被害額相当を支払いさえすれば事件化しないというケースもあれば、刑事事件にしてきちんと償わせるというケースもあります。
横領事件で示談を行うに当たっては、注意すべき点がいくつかあります。
まず、示談を行うに当たり、被害者の主張する金額が自己の認識とおおむね一致しているかどうか確認することが挙げられます。
もし金額が自己の認識と大きく異なる場合、被害者に言われるがまま示談を行うべきかどうかは一考の余地があります。
また、刑事事件に至ったケースについては、具体的に示談の内容をどうするかも重要になります。
たとえば、単に被害額相当の金銭を支払っただけのケースと、それに迷惑料などを加えたうえで宥恕(被害者から許しをもらうこと)の合意までしたケースとでは、当然ながら捜査機関や裁判所の評価は違ってきます。

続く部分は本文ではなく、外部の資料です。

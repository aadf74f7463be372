//! Clock helpers shared by the timer engine, the observer's offset
//! calibration, and the hyperperiod supervisor (spec §9 [ADDED] note: the
//! supervisor reads the same configured clock as the per-task timers).

use nix::sys::time::TimeSpec;
use nix::time::{clock_gettime, ClockId as NixClockId};

use timpani_config::ClockId;

fn to_nix(clock: ClockId) -> NixClockId {
    match clock {
        ClockId::Wall => NixClockId::CLOCK_REALTIME,
        ClockId::Monotonic => NixClockId::CLOCK_MONOTONIC,
    }
}

/// Nanoseconds since `clock`'s epoch (Unix epoch for `Wall`, unspecified
/// origin for `Monotonic`).
pub fn now_ns(clock: ClockId) -> i64 {
    timespec_to_ns(clock_gettime(to_nix(clock)).expect("clock_gettime should not fail for a valid clock id"))
}

/// Real-time ("wall clock") now, in nanoseconds since the Unix epoch.
pub fn real_now_ns() -> i64 {
    timespec_to_ns(clock_gettime(NixClockId::CLOCK_REALTIME).expect("CLOCK_REALTIME is always available"))
}

/// Monotonic now, in nanoseconds since an unspecified origin.
pub fn mono_now_ns() -> i64 {
    timespec_to_ns(clock_gettime(NixClockId::CLOCK_MONOTONIC).expect("CLOCK_MONOTONIC is always available"))
}

fn timespec_to_ns(ts: TimeSpec) -> i64 {
    ts.tv_sec() * 1_000_000_000 + ts.tv_nsec()
}

/// Computes the monotonic-to-real offset the observer needs to convert
/// kernel-reported monotonic timestamps into real-time instants (spec §4.7).
///
/// Samples `real_1, mono, real_2` twenty times, keeps the iteration with the
/// smallest `real_2 - real_1` window (bounding the systematic error to half
/// that window), and returns `(real_1 + real_2) / 2 - mono`.
pub fn calibrate_monotonic_to_real_offset_ns() -> i64 {
    const SAMPLES: usize = 20;

    let mut best: Option<(i64, i64, i64)> = None; // (real_1, mono, real_2)
    for _ in 0..SAMPLES {
        let real_1 = real_now_ns();
        let mono = mono_now_ns();
        let real_2 = real_now_ns();

        let window = real_2 - real_1;
        if best.map(|(r1, _, r2)| window < r2 - r1).unwrap_or(true) {
            best = Some((real_1, mono, real_2));
        }
    }

    let (real_1, mono, real_2) = best.expect("SAMPLES > 0");
    (real_1 + real_2) / 2 - mono
}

前科があったり金額が大きかったりして事件が重大になればなるほど、こうした示談の内容はより大きな意味を持つことになるでしょう。
もし示談の効力を最大限に発揮するのであれば、やはり弁護士に依頼するのが得策です。
弁護士法人あいち刑事事件総合法律事務所では、刑事事件に詳しい弁護士が、一つ一つの事件に合わせて最良と言うに値する示談の締結を目指します。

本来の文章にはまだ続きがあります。